番外編:満たされる
光の女神イリス。
闇の女神ダリア。
火神ファイアリィ。
その他大勢の神々が物心ついたときから傍にいた。姉や父や母や、村の人々には避けられていたけれど、神々はやさしかった。
俺も彼らの仲間であればよかったのにと思わずに居られなかった。そういうと神々はいつも困ったように皆笑っていたのだが。
けれど、今は人でよかったと思う。
ヴィオラッサに会って、ハジータムナクと知り合って、もっとたくさんの人と会う機会が増えた。怖いと思う人も居るけれど、やさしい人も多いことを知ったんだ。今なら神々のしていた表情の意味がわかる気がする。
「おい」
まどろみの中から目を覚ます。太陽を背にして、ジータが立っていた。どうやら見つかってしまったようだ。怒りの表情は見間違いではないだろう。
「おはよう」
「……貴様、毎回私を撒こうとするのをやめろ。捜すだけ手間だ」
怒鳴られるかと思ったがしかし、彼は怒りを抑えた声を発する。
「ちょっと一人になりたかったんだ。ごめん」
謝ったけれど、ジータはそれに関して返事をしなかった。その代わり別の話題を口にする。
「キルキトが」
「え? キト?」
「……キルキトがお前を捜していた。あいつを待たせるな」
口惜しそうに顔を顰めるのが可笑しくて、俺はちょっと笑った。弟子に甘いところが面白い。
「わかったよ。で、キトは?」
「店にいる」
「行くよ。ジータも行くんでしょ。一緒に行こう」
彼の眉間に皺が深く刻まれる。
「ハジータムナクだ」
何度も訂正される呼び名。もう何回も何十回も言われた。名前を最初覚えられなかったのは本当で、だけど途中から実は覚えている。
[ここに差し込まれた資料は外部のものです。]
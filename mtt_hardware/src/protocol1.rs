//! Dynamixel Protocol 1.0 packet codec and a register link on top of any
//! byte port.
//!
//! Instruction packet: `FF FF id len instr params.. checksum`
//! Status packet:      `FF FF id len error params.. checksum`
//!
//! `len` counts the bytes after itself; the checksum is the inverted low byte
//! of the sum of every byte between the header and the checksum.

use std::io::{self, Read, Write};

use mtt_traits::{ActuatorLink, LinkError, Register};

use crate::error::{CommResult, DeviceFault, LinkFault, Result};

pub const HEADER: [u8; 2] = [0xFF, 0xFF];
pub const BROADCAST_ID: u8 = 0xFE;

pub const INST_PING: u8 = 0x01;
pub const INST_READ: u8 = 0x02;
pub const INST_WRITE: u8 = 0x03;

/// Model number lives in the first two bytes of every control table.
const ADDR_MODEL_NUMBER: u8 = 0;
/// Upper bound on bytes skipped while looking for a status header.
const MAX_SYNC_BYTES: usize = 64;

/// Byte transport the link runs over.
pub trait Port: Read + Write {
    /// Drop stale bytes before a new transaction.
    fn discard_input(&mut self) -> io::Result<()> {
        Ok(())
    }
}

#[inline]
pub fn checksum(body: &[u8]) -> u8 {
    !body.iter().fold(0u8, |acc, b| acc.wrapping_add(*b))
}

pub fn encode_instruction(id: u8, instruction: u8, params: &[u8]) -> Result<Vec<u8>> {
    // instruction + params + checksum must fit the length byte
    let len = u8::try_from(params.len() + 2).map_err(|_| LinkFault::Comm(CommResult::TxError))?;
    let mut pkt = Vec::with_capacity(usize::from(len) + 4);
    pkt.extend_from_slice(&HEADER);
    pkt.extend_from_slice(&[id, len, instruction]);
    pkt.extend_from_slice(params);
    pkt.push(checksum(&pkt[2..]));
    Ok(pkt)
}

#[derive(Debug, Clone, PartialEq, Eq)]
pub struct StatusPacket {
    pub id: u8,
    pub error: u8,
    pub params: Vec<u8>,
}

/// Decode one complete status packet (header included).
pub fn decode_status(frame: &[u8]) -> Result<StatusPacket> {
    let corrupt = || LinkFault::Comm(CommResult::RxCorrupt);
    if frame.len() < 6 || frame[..2] != HEADER {
        return Err(corrupt());
    }
    let id = frame[2];
    let len = usize::from(frame[3]);
    if len < 2 || frame.len() != len + 4 {
        return Err(corrupt());
    }
    let (body, cs) = frame[2..].split_at(frame.len() - 3);
    if checksum(body) != cs[0] {
        return Err(corrupt());
    }
    Ok(StatusPacket {
        id,
        error: frame[4],
        params: frame[5..frame.len() - 1].to_vec(),
    })
}

fn rx_error(e: &io::Error) -> LinkFault {
    match e.kind() {
        io::ErrorKind::TimedOut | io::ErrorKind::WouldBlock => {
            LinkFault::Comm(CommResult::RxTimeout)
        }
        _ => LinkFault::Comm(CommResult::RxFail),
    }
}

fn read_byte<P: Read>(port: &mut P) -> Result<u8> {
    let mut b = [0u8; 1];
    port.read_exact(&mut b).map_err(|e| rx_error(&e))?;
    Ok(b[0])
}

/// Read one status packet, skipping any noise before the header.
pub fn read_status<P: Read>(port: &mut P) -> Result<StatusPacket> {
    let mut prev = read_byte(port)?;
    let mut skipped = 0usize;
    let id = loop {
        let b = read_byte(port)?;
        if prev == 0xFF && b == 0xFF {
            // tolerate runs of FF by sliding until a non-FF id byte shows up
            let mut next = read_byte(port)?;
            while next == 0xFF {
                skipped += 1;
                if skipped > MAX_SYNC_BYTES {
                    return Err(LinkFault::Comm(CommResult::RxCorrupt));
                }
                next = read_byte(port)?;
            }
            break next;
        }
        skipped += 1;
        if skipped > MAX_SYNC_BYTES {
            return Err(LinkFault::Comm(CommResult::RxCorrupt));
        }
        prev = b;
    };
    let len = read_byte(port)?;
    if len < 2 {
        return Err(LinkFault::Comm(CommResult::RxCorrupt));
    }
    let mut frame = Vec::with_capacity(usize::from(len) + 4);
    frame.extend_from_slice(&HEADER);
    frame.extend_from_slice(&[id, len]);
    let mut rest = vec![0u8; usize::from(len)];
    port.read_exact(&mut rest).map_err(|e| rx_error(&e))?;
    frame.extend_from_slice(&rest);
    decode_status(&frame)
}

/// Register link speaking Protocol 1.0 over `P`.
#[derive(Debug)]
pub struct Protocol1Link<P: Port> {
    port: Option<P>,
}

impl<P: Port> Protocol1Link<P> {
    pub fn new(port: P) -> Self {
        Self { port: Some(port) }
    }

    /// Hand the port back, e.g. to inspect a test double.
    pub fn into_inner(self) -> Option<P> {
        self.port
    }

    fn transaction(&mut self, id: u8, instruction: u8, params: &[u8]) -> Result<StatusPacket> {
        if id == BROADCAST_ID {
            // broadcast packets get no status reply
            return Err(LinkFault::Comm(CommResult::NotAvailable));
        }
        let port = self.port.as_mut().ok_or(LinkFault::Closed)?;
        let pkt = encode_instruction(id, instruction, params)?;
        port.discard_input()
            .map_err(|_| LinkFault::Comm(CommResult::PortBusy))?;
        port.write_all(&pkt)
            .and_then(|()| port.flush())
            .map_err(|_| LinkFault::Comm(CommResult::TxFail))?;

        let status = read_status(port)?;
        if status.id != id {
            return Err(LinkFault::Comm(CommResult::RxCorrupt));
        }
        if status.error != 0 {
            return Err(LinkFault::Device(DeviceFault(status.error)));
        }
        Ok(status)
    }

    fn read_bytes(&mut self, id: u8, addr: u8, len: u8) -> Result<Vec<u8>> {
        let status = self.transaction(id, INST_READ, &[addr, len])?;
        if status.params.len() != usize::from(len) {
            return Err(LinkFault::Comm(CommResult::RxCorrupt));
        }
        Ok(status.params)
    }
}

fn short_addr(reg: Register) -> Result<u8> {
    u8::try_from(reg.addr).map_err(|_| LinkFault::Comm(CommResult::NotAvailable))
}

impl<P: Port> ActuatorLink for Protocol1Link<P> {
    fn ping(&mut self, id: u8) -> std::result::Result<u16, LinkError> {
        self.transaction(id, INST_PING, &[])?;
        let model = self.read_bytes(id, ADDR_MODEL_NUMBER, 2)?;
        Ok(u16::from_le_bytes([model[0], model[1]]))
    }

    fn read(&mut self, id: u8, reg: Register) -> std::result::Result<u32, LinkError> {
        let addr = short_addr(reg)?;
        let bytes = self.read_bytes(id, addr, reg.width.bytes())?;
        let value = bytes
            .iter()
            .rev()
            .fold(0u32, |acc, b| (acc << 8) | u32::from(*b));
        Ok(value)
    }

    fn write(&mut self, id: u8, reg: Register, value: u32) -> std::result::Result<(), LinkError> {
        if value > reg.width.max_value() {
            return Err(Box::new(LinkFault::Comm(CommResult::TxError)));
        }
        let addr = short_addr(reg)?;
        let mut params = Vec::with_capacity(5);
        params.push(addr);
        params.extend_from_slice(&value.to_le_bytes()[..usize::from(reg.width.bytes())]);
        self.transaction(id, INST_WRITE, &params)?;
        Ok(())
    }

    fn close(&mut self) -> std::result::Result<(), LinkError> {
        if let Some(mut port) = self.port.take() {
            port.flush().map_err(LinkFault::from)?;
        }
        Ok(())
    }
}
何度も、何度も何度も何度も――愛想を尽かさずに訂正してくれる。そこにある感情がすべて好意的ではなくてもいいんだ。俺の話を聞いてくれることが嬉しい。
嫌っているとはいっても、本当にそうなればジータは顔も見ないだろう。それを考えれば全然いいんだ。心から嫌われているのでなければいい。
「……おい」
「へ?」
黙々と歩いていると、不意に呼びかけられる。彼から呼びかけられるのは早々ないことだ。珍しい。
「あまりヴィオラッサに迷惑をかけるなよ」
「あー……わかってるよ」
ヴィーには仕事をたくさん代わってもらっている。それは俺が読み書きも出来ないほど何も知らなかったからだ。でも今は違う。教えてもらったし、自分でも考えて勉強したんだ。甘えるのはとても楽だし、甘えられることは嬉しかった。だから今度は俺に甘えてもらえたらと思う。
「ヴィーにはとても感謝してる」
「当然だ。この町も、お前もあの人に救われたんだ。だから馬鹿者の振りはもうおしまいだ」
ちらと顔を上げれば、じっと見つめられた。
「……気付いてた?」
「全てやれとは言わないが、出来ることから仕事を手伝え。そもそもはお前の仕事だ。私だって少しくらいなら手伝ってやる」
「うん。ありがとう」
返事はない。
顔も逸らされた。
だけど、その些細な一言が、俺の心をあったかくしてくれる。
その後はまた無言で歩いていたけれど、俺は満たされた気持ちでいっぱいになった。